THE PROBLEM:
Report every line of the records below that contains the word "push".

Records from a dataset:
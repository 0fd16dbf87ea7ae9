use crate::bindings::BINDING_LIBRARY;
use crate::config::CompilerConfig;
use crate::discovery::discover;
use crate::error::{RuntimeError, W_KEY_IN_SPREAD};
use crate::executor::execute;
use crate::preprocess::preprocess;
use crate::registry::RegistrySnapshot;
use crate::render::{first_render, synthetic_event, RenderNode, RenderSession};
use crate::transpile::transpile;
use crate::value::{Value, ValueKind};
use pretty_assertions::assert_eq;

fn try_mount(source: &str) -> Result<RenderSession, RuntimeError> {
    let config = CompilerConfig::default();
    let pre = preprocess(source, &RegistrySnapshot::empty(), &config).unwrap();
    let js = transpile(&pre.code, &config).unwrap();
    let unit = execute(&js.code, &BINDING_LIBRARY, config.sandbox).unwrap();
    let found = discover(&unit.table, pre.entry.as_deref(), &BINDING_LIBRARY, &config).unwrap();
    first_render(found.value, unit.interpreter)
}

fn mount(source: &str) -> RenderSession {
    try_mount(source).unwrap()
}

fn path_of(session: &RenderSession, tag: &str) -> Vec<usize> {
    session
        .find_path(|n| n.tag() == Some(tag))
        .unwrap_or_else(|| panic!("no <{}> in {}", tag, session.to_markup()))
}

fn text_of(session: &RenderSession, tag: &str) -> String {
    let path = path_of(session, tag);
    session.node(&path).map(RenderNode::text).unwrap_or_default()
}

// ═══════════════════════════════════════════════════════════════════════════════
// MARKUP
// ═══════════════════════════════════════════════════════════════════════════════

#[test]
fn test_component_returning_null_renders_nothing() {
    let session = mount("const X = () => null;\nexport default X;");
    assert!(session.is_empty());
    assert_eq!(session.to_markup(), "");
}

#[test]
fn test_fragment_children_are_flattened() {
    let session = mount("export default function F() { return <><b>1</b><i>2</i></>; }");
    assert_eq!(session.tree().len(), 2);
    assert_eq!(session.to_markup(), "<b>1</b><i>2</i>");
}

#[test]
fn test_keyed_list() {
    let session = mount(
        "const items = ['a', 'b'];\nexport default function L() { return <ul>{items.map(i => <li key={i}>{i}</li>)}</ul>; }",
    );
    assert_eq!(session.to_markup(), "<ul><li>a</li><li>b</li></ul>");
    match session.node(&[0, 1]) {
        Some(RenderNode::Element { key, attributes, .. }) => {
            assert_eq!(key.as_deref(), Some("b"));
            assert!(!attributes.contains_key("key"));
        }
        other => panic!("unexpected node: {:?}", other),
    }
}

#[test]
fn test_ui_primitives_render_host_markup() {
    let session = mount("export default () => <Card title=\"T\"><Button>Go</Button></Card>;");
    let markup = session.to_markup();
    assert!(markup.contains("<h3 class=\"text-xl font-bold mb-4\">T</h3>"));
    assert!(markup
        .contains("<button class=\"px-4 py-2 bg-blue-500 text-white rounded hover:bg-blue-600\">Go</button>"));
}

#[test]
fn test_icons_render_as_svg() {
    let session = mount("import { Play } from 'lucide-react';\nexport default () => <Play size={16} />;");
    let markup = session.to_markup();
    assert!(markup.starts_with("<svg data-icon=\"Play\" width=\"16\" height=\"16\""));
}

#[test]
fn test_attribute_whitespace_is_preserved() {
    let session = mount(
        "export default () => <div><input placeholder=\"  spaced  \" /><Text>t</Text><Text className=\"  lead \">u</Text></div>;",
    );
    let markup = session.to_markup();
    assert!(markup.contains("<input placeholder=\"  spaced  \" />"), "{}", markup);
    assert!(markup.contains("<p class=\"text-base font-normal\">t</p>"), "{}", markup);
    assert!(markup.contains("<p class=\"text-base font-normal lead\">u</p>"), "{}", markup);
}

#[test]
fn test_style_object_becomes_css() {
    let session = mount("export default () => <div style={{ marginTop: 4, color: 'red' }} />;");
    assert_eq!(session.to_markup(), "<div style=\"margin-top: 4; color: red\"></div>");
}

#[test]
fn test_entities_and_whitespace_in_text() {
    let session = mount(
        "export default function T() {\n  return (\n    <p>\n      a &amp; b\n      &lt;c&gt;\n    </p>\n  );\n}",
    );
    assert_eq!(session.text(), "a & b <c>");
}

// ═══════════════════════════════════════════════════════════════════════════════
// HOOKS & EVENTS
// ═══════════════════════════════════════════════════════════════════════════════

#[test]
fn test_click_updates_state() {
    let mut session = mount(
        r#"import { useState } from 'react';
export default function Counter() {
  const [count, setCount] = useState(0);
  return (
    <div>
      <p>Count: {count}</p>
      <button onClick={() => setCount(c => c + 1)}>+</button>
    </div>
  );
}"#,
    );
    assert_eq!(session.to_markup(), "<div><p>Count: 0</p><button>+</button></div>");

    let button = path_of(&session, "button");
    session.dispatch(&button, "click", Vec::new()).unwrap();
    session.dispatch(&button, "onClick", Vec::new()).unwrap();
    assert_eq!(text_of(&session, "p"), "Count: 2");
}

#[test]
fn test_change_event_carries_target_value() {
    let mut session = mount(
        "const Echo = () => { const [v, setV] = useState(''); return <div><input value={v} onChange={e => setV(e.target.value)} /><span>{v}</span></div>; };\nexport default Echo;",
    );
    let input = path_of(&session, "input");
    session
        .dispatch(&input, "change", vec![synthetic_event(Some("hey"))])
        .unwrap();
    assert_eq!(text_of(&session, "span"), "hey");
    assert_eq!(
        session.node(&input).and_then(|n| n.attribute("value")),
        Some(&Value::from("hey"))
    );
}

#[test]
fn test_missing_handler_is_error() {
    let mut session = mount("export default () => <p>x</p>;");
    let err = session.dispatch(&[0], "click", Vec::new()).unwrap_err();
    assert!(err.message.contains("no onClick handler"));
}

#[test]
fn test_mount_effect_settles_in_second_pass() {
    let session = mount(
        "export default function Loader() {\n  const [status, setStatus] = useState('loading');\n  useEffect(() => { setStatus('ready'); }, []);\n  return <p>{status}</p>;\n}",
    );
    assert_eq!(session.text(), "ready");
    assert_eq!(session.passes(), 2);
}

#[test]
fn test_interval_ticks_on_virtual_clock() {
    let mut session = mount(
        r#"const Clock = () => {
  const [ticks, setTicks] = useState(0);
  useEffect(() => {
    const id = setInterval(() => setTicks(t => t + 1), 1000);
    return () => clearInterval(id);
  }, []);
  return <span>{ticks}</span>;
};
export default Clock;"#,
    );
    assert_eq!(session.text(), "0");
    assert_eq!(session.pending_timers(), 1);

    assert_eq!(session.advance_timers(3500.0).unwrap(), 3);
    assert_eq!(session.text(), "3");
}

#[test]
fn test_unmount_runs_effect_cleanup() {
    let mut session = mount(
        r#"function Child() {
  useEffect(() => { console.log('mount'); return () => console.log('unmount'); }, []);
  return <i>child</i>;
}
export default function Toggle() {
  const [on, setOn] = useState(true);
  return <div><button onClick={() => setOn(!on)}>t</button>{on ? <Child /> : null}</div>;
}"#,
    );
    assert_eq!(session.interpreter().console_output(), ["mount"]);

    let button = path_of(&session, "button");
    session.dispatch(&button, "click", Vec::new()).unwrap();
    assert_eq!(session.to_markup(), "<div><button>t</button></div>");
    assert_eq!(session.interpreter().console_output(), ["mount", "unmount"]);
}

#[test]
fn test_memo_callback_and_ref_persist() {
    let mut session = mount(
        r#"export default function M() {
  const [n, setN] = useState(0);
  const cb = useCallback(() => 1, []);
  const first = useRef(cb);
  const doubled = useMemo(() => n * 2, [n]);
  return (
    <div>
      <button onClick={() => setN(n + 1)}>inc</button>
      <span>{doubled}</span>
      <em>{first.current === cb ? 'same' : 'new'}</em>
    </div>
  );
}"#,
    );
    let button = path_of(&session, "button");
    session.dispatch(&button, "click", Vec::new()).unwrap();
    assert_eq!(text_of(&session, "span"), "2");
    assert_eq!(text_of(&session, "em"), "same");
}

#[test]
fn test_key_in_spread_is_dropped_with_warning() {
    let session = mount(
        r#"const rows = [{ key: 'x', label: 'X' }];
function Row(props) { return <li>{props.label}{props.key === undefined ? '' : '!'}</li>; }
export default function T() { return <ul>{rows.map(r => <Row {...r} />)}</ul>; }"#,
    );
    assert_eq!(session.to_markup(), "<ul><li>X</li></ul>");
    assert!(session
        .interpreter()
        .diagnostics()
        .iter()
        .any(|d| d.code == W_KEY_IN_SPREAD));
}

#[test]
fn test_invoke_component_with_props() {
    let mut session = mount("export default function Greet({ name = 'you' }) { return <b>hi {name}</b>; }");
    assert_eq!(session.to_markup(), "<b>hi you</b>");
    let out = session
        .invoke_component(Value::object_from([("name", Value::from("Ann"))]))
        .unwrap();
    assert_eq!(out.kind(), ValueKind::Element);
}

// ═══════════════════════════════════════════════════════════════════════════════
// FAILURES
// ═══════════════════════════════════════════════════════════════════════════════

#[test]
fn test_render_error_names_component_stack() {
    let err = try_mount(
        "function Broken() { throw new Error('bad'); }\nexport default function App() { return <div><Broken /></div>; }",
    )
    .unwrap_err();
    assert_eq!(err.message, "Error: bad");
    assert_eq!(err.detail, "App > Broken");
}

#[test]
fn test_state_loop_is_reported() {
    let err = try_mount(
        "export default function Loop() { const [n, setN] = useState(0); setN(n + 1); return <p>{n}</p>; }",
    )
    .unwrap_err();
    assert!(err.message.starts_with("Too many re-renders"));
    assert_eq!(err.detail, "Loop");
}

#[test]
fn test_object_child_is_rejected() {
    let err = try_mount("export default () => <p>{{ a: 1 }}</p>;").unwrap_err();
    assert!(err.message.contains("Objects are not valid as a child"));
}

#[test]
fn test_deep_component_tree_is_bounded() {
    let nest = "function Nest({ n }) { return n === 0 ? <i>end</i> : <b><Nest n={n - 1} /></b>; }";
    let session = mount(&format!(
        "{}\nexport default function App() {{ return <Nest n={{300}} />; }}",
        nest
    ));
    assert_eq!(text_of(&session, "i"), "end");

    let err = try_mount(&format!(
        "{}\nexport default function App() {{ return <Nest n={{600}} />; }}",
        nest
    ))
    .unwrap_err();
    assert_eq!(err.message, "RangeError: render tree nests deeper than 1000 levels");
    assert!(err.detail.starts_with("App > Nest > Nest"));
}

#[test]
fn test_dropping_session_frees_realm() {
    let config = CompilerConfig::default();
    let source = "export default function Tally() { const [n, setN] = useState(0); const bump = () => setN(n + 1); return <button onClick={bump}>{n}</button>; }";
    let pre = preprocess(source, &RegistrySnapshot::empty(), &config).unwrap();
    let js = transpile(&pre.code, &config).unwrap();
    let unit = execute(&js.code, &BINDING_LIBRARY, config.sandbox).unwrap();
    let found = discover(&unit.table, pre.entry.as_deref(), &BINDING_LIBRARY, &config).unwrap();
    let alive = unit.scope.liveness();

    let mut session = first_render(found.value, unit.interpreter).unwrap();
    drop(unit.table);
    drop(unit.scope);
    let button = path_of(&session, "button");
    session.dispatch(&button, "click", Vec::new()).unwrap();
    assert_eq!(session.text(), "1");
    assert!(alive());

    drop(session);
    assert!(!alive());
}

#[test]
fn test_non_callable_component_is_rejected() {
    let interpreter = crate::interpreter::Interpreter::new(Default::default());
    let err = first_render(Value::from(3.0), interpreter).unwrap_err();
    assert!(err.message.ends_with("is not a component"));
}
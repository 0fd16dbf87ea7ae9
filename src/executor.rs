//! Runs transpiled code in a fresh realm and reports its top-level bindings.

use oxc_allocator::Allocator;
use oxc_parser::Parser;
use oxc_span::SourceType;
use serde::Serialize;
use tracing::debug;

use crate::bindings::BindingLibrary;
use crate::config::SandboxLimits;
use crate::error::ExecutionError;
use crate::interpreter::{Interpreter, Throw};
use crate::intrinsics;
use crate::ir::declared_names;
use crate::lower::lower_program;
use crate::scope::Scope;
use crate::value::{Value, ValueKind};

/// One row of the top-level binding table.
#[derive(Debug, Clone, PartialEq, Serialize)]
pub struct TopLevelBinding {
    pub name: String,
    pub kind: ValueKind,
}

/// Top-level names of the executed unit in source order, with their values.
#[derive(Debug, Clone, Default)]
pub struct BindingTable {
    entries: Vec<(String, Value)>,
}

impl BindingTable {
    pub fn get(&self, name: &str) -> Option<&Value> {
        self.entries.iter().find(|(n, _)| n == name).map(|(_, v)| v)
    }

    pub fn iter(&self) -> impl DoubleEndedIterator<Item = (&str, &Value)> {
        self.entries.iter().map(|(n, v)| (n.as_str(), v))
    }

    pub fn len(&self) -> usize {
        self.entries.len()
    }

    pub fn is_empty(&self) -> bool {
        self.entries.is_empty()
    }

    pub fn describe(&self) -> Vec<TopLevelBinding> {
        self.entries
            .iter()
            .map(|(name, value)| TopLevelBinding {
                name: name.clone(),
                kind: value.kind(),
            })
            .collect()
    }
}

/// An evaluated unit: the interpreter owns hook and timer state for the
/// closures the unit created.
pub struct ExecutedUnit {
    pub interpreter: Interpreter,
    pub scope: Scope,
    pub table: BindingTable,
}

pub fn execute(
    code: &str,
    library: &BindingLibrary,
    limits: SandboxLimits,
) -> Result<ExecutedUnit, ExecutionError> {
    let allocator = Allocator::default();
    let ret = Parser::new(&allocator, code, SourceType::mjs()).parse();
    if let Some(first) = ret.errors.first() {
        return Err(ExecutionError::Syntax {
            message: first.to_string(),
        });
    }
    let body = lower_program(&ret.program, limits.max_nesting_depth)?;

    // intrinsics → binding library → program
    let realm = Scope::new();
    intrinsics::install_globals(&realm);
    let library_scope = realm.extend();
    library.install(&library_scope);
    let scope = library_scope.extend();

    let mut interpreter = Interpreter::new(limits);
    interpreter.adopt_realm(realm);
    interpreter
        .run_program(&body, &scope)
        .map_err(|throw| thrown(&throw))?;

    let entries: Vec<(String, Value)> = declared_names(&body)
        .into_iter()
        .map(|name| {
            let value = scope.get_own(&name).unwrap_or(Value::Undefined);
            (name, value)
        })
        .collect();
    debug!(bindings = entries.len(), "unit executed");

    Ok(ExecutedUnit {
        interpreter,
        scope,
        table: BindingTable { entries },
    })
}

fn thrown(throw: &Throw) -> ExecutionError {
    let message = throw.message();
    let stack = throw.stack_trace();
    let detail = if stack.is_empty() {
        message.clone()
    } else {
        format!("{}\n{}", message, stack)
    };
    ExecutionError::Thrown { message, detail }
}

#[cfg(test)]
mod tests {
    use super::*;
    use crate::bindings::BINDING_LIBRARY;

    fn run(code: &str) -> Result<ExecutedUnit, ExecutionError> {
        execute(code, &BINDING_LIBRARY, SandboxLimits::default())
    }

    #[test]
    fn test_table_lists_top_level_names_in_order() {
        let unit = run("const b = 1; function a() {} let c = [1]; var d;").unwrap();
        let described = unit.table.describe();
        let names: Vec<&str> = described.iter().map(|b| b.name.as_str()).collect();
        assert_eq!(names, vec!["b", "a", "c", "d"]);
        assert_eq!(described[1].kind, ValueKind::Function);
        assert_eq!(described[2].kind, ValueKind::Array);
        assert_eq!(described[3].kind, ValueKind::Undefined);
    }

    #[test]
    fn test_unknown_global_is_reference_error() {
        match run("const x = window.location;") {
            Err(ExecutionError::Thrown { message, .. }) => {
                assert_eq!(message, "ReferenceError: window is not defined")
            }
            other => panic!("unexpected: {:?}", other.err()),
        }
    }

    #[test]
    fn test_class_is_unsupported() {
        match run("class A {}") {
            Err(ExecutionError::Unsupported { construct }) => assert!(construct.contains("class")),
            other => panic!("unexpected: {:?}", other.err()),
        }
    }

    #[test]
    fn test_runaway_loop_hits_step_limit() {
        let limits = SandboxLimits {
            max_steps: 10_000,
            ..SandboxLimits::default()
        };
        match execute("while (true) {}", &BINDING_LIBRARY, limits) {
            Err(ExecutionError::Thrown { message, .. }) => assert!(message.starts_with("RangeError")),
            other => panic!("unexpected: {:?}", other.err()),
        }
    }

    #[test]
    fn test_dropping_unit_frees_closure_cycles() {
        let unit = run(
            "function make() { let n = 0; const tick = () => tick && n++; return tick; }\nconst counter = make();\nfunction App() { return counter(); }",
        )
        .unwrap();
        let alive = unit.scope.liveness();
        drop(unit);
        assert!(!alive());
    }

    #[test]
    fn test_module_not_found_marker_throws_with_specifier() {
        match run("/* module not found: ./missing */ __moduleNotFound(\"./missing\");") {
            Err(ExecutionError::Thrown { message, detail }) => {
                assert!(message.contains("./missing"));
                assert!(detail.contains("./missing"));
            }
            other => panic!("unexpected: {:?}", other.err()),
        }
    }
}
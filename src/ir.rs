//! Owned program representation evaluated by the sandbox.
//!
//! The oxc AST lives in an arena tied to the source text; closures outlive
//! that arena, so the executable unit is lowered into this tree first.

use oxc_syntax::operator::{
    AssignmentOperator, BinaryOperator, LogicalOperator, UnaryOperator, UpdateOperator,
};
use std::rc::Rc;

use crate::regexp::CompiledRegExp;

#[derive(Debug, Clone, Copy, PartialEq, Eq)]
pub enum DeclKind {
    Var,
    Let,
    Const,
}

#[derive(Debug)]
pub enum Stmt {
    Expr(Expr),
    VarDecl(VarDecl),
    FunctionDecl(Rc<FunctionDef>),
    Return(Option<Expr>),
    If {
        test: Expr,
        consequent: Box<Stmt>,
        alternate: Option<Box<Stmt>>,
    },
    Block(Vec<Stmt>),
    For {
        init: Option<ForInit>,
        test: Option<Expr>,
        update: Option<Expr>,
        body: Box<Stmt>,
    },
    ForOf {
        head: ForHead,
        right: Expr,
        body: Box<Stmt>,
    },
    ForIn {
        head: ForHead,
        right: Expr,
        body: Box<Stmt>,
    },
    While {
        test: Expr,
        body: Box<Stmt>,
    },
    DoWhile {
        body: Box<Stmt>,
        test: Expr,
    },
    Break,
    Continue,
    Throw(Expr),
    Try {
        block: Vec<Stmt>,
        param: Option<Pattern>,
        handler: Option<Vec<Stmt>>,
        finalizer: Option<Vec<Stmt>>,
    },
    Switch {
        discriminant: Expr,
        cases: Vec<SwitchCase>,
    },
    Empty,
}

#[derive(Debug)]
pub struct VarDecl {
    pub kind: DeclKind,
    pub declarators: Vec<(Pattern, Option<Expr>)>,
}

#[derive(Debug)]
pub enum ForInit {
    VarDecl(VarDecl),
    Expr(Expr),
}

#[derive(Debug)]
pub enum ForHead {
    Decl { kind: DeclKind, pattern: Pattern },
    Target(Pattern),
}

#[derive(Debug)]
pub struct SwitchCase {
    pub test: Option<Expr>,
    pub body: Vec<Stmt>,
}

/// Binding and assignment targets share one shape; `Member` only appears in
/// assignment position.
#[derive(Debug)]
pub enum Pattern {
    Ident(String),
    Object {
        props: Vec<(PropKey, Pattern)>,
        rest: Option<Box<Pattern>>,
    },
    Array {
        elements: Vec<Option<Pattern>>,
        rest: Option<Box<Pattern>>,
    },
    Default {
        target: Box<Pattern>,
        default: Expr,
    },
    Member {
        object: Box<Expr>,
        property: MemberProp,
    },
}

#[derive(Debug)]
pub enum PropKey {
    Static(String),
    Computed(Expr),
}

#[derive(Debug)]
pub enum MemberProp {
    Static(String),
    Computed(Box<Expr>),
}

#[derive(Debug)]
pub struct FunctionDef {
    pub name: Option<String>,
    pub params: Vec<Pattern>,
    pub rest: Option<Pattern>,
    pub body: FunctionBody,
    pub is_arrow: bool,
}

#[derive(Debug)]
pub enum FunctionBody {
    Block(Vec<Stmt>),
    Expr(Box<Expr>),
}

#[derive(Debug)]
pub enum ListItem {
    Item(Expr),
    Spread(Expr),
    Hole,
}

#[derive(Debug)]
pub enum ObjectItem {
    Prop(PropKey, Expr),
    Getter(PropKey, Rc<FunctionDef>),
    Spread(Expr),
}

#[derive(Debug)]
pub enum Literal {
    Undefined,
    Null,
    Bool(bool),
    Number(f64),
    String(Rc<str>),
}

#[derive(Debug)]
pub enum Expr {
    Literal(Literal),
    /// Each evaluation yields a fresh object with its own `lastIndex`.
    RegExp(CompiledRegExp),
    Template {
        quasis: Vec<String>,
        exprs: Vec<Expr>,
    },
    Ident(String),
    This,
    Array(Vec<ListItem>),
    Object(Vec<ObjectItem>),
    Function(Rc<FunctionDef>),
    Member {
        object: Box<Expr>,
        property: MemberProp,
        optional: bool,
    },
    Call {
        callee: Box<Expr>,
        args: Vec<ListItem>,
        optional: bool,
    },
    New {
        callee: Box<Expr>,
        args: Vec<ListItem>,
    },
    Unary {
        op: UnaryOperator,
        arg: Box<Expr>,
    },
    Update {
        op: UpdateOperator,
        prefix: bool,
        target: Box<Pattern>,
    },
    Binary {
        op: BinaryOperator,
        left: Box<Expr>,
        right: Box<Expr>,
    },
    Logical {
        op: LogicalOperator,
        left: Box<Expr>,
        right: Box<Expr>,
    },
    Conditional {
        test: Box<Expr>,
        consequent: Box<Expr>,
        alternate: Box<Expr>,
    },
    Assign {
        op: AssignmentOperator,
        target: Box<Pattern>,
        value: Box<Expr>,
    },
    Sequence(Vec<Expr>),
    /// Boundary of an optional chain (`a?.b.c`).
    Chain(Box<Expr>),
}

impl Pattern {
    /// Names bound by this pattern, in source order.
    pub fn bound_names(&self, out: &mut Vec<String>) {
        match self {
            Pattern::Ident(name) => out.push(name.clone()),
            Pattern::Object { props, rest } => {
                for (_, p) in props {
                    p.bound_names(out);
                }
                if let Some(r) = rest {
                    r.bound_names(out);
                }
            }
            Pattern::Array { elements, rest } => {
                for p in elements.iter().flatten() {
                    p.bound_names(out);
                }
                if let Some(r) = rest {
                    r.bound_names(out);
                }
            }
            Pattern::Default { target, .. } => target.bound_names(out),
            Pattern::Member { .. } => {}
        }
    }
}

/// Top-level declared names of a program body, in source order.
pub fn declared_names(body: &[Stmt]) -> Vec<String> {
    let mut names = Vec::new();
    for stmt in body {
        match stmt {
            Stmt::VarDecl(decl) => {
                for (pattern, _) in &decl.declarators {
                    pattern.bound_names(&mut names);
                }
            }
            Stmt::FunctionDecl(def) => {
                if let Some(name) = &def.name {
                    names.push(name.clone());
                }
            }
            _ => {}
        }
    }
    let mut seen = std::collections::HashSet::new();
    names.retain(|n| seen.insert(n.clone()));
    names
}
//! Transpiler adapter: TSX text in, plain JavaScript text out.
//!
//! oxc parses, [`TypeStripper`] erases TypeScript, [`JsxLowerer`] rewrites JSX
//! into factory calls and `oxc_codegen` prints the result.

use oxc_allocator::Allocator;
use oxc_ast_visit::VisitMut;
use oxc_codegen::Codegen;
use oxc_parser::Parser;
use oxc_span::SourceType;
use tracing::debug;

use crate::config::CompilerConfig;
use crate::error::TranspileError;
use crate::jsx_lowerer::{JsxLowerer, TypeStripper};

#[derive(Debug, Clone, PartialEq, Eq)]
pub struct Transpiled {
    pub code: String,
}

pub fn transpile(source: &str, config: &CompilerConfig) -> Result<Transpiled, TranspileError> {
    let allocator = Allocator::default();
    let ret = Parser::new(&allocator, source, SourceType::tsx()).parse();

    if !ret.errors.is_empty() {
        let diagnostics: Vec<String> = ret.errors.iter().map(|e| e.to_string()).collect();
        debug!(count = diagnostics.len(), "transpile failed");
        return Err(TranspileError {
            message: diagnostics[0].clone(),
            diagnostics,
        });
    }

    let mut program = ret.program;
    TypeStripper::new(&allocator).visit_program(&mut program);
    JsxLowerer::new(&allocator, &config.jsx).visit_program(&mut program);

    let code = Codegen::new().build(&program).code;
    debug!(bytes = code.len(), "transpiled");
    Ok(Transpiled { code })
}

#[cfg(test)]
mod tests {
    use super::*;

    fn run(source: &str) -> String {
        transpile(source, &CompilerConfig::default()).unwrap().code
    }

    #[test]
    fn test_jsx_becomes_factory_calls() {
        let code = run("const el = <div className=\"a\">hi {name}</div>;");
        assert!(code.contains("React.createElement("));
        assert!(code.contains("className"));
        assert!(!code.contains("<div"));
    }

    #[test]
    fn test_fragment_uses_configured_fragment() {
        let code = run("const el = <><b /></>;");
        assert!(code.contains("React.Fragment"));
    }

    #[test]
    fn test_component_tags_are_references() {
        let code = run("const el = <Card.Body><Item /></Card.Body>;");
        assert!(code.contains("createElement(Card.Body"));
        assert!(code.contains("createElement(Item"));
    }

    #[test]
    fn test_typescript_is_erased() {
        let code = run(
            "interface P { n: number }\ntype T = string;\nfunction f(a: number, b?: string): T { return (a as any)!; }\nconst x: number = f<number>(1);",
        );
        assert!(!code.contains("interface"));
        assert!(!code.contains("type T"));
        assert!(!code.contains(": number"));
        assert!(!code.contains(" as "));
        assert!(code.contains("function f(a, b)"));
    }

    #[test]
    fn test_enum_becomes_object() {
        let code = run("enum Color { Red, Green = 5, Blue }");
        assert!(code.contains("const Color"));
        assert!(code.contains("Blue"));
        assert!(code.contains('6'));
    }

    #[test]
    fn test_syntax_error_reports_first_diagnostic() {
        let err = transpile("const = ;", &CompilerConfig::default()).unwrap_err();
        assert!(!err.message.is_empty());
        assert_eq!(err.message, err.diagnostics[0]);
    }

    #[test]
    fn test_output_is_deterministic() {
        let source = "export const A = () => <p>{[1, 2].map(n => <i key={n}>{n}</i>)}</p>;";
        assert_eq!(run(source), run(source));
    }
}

EXERCISE RESULT:
            Pattern::Ident(name) => out.push(name.clone()),
                    names.push(name.clone());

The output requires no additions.